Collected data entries
━━━━━━━━━━━━━━━━━━━━━━━━━━━━━━

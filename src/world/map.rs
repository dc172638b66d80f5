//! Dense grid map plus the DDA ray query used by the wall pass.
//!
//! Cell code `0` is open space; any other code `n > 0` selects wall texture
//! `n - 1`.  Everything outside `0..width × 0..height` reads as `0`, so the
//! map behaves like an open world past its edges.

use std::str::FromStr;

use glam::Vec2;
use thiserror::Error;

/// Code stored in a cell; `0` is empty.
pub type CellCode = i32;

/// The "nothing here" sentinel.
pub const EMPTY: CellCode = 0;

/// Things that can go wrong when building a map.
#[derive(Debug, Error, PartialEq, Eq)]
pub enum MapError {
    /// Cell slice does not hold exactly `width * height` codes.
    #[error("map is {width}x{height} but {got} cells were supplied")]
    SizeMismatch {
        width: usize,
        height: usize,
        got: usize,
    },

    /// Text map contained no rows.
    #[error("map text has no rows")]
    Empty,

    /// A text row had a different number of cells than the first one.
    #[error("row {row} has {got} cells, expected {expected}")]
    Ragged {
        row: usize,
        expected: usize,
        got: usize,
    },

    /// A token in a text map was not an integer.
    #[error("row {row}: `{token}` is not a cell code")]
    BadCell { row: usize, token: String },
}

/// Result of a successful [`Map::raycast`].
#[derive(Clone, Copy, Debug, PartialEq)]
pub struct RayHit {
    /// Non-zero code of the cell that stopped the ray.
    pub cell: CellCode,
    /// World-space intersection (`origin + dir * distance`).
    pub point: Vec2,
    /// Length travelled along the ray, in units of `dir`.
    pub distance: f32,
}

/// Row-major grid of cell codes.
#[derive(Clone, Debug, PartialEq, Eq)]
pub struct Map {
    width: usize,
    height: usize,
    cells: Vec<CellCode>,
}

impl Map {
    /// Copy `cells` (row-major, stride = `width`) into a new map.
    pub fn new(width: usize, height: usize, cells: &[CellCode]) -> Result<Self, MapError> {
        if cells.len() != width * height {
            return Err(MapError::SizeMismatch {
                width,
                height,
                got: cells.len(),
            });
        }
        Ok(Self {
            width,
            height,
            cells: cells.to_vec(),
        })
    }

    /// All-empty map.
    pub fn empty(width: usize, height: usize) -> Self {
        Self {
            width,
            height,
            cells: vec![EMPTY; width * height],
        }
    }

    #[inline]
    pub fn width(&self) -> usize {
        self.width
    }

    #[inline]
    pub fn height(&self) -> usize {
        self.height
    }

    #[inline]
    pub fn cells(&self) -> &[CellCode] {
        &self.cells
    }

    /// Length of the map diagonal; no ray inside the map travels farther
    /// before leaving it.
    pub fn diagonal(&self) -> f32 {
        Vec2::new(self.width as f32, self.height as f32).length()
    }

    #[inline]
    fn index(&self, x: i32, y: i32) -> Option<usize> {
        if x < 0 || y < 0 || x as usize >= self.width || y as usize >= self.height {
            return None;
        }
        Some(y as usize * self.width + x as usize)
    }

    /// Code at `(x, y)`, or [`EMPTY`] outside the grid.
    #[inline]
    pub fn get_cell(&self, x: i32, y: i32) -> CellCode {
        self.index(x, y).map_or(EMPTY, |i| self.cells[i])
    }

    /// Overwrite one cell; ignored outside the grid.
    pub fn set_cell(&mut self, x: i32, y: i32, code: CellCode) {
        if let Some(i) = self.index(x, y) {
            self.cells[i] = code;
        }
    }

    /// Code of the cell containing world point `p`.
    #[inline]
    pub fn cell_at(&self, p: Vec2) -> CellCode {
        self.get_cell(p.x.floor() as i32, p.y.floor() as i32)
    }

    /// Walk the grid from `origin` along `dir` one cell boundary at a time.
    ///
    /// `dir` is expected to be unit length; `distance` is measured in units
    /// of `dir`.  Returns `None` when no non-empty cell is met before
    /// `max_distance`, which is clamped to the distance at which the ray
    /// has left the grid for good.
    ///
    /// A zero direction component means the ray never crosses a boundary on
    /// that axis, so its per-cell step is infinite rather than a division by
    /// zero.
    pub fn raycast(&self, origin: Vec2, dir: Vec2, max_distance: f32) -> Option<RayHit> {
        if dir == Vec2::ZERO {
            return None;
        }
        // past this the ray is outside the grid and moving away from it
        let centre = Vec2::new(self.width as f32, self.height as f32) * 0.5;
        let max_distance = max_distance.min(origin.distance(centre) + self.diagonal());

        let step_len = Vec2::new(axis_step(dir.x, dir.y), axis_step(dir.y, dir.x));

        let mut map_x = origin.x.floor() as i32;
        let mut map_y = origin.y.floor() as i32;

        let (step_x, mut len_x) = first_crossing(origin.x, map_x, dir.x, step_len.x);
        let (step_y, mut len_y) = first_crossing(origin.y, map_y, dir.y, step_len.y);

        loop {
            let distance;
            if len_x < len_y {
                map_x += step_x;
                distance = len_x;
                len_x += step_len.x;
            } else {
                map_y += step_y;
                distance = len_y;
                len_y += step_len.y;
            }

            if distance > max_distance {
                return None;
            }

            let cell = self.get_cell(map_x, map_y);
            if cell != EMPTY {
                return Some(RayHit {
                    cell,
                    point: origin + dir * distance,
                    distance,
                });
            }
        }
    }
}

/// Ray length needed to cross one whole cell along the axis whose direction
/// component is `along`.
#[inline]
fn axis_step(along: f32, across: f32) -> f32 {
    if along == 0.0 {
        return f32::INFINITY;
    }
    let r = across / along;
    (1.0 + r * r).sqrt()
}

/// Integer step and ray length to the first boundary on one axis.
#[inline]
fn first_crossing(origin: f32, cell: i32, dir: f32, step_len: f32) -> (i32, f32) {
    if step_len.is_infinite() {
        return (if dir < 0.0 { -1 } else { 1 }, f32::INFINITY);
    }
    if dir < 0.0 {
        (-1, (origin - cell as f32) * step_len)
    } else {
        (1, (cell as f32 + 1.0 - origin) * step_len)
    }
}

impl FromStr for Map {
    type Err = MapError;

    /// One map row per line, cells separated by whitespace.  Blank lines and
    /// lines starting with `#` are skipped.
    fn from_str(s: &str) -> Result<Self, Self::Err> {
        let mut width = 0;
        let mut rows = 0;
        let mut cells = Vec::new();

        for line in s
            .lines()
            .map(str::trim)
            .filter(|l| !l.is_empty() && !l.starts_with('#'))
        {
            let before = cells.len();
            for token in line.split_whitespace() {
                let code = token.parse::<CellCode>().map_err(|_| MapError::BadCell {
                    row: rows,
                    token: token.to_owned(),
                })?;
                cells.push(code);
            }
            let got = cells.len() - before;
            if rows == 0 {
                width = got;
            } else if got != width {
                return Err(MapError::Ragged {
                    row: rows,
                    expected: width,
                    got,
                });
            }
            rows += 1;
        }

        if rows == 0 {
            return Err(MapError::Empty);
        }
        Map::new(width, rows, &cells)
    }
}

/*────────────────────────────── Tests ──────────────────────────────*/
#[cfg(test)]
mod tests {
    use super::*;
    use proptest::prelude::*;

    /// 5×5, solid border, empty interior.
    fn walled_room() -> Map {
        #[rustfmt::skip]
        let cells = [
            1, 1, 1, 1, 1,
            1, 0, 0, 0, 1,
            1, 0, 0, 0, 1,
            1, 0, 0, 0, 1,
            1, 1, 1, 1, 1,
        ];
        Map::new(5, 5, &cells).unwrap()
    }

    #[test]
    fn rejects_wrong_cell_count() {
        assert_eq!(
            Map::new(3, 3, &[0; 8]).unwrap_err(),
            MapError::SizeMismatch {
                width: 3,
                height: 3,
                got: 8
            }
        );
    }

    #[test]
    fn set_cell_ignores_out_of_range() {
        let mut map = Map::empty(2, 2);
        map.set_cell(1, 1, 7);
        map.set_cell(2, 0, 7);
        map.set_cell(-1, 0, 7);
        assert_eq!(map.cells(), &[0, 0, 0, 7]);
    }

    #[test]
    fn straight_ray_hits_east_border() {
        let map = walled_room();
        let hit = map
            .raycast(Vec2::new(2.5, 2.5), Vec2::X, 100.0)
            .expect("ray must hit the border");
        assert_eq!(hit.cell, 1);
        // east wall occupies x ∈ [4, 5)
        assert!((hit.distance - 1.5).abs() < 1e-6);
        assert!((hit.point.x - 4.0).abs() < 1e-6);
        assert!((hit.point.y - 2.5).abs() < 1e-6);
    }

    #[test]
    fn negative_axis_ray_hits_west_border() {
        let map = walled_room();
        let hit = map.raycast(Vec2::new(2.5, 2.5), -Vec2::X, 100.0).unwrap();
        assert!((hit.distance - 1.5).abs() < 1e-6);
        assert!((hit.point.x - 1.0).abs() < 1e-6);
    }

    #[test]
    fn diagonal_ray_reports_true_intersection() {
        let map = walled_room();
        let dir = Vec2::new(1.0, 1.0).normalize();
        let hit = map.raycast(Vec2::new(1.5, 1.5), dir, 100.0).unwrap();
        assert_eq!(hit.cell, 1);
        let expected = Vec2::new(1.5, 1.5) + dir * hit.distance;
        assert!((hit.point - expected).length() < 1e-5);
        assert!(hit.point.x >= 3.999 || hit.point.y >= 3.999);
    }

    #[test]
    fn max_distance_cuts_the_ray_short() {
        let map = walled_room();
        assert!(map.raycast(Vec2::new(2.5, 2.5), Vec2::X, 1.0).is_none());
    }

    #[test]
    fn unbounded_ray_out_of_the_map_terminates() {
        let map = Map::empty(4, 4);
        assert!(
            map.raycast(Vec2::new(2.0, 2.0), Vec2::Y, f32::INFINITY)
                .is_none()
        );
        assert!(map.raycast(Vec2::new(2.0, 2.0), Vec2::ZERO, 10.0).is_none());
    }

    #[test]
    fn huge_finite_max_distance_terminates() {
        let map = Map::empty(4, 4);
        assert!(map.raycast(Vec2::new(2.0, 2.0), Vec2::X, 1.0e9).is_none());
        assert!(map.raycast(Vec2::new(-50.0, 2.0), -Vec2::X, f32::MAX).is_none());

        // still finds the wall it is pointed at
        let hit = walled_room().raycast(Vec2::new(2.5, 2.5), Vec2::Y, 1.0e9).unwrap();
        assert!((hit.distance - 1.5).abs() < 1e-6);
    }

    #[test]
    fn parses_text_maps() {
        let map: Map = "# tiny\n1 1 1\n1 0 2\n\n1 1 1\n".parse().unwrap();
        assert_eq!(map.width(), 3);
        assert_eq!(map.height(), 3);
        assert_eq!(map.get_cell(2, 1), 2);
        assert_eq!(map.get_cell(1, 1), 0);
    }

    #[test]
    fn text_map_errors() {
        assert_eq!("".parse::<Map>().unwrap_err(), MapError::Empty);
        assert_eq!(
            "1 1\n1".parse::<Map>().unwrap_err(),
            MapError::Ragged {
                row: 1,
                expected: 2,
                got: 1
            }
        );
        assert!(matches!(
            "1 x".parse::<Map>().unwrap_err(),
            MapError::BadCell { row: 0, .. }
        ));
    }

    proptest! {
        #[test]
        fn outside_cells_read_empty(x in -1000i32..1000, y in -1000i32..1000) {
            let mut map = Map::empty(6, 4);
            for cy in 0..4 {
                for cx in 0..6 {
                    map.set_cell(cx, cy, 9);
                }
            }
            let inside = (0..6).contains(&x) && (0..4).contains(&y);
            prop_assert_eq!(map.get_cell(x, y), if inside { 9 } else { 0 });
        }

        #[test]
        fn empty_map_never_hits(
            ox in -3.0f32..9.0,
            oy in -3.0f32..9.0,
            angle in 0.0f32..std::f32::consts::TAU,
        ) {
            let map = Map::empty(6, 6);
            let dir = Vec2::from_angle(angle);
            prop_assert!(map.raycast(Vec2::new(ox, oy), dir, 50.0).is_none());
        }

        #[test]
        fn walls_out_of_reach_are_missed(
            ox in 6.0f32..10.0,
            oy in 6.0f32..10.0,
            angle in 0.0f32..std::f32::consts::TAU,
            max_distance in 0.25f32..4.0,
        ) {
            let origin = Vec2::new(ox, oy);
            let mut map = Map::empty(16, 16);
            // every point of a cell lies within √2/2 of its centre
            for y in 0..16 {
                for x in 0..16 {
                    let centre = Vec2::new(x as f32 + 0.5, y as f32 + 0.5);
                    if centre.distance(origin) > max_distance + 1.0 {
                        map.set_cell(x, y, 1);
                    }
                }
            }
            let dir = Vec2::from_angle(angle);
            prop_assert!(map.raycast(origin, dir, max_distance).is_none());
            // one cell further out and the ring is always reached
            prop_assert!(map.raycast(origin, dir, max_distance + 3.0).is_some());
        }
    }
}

━━━━━━━━━━━━━━━━━━━━━━━━━━━━━━

Search the data above for the string "major" and report each line that holds it.

/// Row-major grid of cell codes.
    /// Copy `cells` (row-major, stride = `width`) into a new map.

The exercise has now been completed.